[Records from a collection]
BEGIN
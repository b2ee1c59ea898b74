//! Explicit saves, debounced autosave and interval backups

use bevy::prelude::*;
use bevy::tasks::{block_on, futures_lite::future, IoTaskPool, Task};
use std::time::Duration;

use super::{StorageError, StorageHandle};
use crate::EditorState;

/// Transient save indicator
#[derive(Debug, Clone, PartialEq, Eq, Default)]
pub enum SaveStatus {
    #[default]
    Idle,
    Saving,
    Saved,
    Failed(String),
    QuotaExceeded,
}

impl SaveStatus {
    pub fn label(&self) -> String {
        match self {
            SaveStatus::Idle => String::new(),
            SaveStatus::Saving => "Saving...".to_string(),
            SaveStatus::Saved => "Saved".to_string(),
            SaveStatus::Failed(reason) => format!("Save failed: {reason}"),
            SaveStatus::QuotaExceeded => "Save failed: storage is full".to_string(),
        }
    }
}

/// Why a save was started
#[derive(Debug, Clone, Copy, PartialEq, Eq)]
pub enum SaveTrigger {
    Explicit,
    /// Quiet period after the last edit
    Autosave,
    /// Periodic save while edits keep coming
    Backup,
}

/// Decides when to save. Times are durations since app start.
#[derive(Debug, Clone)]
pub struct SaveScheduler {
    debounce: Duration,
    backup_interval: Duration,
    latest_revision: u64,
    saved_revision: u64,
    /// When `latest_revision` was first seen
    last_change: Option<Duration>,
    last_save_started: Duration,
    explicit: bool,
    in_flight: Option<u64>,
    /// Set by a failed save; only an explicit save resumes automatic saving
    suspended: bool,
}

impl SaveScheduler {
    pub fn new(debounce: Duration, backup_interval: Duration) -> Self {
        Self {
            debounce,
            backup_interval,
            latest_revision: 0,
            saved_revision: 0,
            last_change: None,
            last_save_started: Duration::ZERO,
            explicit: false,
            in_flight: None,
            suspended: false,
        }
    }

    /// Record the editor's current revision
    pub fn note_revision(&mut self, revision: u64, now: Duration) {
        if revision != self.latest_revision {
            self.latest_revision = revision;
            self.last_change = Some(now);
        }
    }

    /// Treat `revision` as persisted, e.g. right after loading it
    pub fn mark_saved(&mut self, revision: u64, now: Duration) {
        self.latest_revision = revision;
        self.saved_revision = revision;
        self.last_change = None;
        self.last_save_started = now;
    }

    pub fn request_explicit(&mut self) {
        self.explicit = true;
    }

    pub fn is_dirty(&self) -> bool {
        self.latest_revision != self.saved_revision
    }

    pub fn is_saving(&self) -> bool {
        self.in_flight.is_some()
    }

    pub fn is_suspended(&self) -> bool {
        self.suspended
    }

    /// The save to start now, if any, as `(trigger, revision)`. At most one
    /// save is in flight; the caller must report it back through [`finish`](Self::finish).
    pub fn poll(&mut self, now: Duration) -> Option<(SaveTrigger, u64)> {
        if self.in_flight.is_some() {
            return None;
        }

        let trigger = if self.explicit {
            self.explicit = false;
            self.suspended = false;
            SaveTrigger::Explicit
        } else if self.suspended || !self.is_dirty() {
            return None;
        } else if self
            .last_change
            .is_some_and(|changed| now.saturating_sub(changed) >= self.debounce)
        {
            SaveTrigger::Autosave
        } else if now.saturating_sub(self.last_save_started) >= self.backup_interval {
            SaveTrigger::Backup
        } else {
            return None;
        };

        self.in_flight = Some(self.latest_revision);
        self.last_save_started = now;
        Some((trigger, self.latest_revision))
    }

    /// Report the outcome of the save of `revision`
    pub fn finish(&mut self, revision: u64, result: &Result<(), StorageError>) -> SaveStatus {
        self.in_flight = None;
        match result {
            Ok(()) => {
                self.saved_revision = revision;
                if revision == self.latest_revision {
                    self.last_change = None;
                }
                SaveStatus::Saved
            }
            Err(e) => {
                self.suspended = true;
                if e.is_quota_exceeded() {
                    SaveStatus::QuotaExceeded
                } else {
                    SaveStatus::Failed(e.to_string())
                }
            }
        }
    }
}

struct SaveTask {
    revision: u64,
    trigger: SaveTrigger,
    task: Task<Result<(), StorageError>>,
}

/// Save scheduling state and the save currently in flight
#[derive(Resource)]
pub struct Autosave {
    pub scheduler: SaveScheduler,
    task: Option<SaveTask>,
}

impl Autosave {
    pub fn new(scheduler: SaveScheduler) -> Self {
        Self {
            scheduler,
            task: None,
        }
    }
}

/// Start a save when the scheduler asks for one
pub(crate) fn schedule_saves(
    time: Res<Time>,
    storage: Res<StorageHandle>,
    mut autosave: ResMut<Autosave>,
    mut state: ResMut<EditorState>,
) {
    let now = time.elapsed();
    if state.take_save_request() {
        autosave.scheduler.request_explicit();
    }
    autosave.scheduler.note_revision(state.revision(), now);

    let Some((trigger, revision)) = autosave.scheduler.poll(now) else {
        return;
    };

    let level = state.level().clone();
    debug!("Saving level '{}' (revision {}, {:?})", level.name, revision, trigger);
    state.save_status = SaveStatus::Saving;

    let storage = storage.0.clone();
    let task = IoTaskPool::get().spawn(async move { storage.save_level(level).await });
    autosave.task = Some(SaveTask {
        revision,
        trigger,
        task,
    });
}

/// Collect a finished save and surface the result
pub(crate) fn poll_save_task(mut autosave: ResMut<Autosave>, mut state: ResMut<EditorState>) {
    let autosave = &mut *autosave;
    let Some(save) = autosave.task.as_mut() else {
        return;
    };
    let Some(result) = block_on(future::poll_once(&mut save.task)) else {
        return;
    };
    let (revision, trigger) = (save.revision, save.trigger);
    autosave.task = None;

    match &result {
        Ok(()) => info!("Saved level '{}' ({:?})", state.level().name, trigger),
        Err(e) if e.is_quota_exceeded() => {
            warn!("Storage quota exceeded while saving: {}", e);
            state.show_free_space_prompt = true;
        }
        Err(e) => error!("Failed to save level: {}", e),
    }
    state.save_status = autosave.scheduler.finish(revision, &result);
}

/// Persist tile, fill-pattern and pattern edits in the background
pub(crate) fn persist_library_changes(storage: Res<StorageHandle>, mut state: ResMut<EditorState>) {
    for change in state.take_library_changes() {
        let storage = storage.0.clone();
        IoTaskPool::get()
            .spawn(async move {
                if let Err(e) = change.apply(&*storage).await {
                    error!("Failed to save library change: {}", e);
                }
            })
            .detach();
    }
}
END
BEGIN
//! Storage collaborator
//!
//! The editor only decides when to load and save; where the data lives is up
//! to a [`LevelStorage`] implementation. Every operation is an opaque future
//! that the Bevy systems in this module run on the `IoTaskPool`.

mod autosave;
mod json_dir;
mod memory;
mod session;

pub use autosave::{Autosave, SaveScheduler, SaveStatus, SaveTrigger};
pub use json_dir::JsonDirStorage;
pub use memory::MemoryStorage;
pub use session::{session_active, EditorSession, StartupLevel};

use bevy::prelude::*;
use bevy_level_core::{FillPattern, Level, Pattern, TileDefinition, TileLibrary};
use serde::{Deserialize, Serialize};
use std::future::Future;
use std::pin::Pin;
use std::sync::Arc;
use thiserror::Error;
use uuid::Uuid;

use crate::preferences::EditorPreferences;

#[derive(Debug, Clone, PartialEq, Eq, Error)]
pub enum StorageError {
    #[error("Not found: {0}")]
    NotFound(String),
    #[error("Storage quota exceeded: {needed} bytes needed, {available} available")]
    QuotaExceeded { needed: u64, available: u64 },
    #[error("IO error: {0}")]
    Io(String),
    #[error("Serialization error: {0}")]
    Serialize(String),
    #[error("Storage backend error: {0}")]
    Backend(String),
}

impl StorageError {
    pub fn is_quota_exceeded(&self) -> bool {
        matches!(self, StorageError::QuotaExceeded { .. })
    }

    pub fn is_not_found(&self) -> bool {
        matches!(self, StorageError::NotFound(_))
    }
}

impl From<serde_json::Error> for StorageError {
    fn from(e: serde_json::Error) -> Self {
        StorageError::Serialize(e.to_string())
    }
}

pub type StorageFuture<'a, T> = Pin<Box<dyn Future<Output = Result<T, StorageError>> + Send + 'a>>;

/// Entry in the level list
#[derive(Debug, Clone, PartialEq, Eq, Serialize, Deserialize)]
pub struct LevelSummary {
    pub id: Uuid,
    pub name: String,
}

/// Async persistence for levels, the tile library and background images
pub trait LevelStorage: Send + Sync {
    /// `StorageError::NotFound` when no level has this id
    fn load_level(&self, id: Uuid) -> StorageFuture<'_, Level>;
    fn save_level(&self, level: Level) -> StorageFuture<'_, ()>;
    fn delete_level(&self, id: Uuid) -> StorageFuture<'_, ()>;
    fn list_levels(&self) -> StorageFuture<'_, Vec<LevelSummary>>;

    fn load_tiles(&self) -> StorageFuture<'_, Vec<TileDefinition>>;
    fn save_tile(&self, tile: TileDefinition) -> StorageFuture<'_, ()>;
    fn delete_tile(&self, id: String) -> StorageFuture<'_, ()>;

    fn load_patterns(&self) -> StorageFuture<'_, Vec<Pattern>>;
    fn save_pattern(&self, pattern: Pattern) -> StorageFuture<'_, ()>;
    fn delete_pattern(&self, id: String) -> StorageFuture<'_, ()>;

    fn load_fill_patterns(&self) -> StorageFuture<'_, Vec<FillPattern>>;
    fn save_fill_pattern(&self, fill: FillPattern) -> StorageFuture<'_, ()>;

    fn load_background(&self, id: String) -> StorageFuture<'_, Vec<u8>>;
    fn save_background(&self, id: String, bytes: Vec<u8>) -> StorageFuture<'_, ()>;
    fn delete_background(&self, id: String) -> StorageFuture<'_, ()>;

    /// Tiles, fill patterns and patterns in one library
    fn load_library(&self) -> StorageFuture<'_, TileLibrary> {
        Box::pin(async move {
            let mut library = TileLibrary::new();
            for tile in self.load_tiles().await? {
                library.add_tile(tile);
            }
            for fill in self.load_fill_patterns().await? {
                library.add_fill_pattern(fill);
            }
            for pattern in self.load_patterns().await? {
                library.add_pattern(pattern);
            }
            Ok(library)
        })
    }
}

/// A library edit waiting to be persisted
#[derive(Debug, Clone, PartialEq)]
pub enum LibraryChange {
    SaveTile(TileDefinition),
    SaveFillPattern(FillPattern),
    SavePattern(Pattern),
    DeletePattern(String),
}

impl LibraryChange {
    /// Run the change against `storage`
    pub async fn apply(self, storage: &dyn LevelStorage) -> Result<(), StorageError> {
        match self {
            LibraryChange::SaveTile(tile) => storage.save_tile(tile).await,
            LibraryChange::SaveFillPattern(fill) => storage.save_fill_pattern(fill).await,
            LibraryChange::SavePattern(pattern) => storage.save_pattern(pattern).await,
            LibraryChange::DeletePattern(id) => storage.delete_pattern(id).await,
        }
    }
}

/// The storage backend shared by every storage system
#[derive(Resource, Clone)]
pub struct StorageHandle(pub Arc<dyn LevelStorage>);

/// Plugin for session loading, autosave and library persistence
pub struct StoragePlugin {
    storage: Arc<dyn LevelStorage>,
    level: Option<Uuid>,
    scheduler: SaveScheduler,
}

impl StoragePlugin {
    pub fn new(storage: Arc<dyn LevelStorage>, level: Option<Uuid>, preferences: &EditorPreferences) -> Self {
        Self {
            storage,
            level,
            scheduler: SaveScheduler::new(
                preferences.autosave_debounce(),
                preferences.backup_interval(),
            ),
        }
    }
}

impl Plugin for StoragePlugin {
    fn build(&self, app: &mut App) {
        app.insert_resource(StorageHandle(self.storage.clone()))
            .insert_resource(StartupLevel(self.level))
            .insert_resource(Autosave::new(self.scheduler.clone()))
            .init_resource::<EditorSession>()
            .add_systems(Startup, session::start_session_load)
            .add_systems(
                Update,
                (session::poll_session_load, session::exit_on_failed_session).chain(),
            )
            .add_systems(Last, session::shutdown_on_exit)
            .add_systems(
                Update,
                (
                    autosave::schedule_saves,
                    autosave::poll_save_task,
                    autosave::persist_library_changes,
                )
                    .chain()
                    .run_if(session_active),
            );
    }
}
END
Take every line above carrying "only" and return it.

    /// Set by a failed save; only an explicit save resumes automatic saving
//! The editor only decides when to load and save; where the data lives is up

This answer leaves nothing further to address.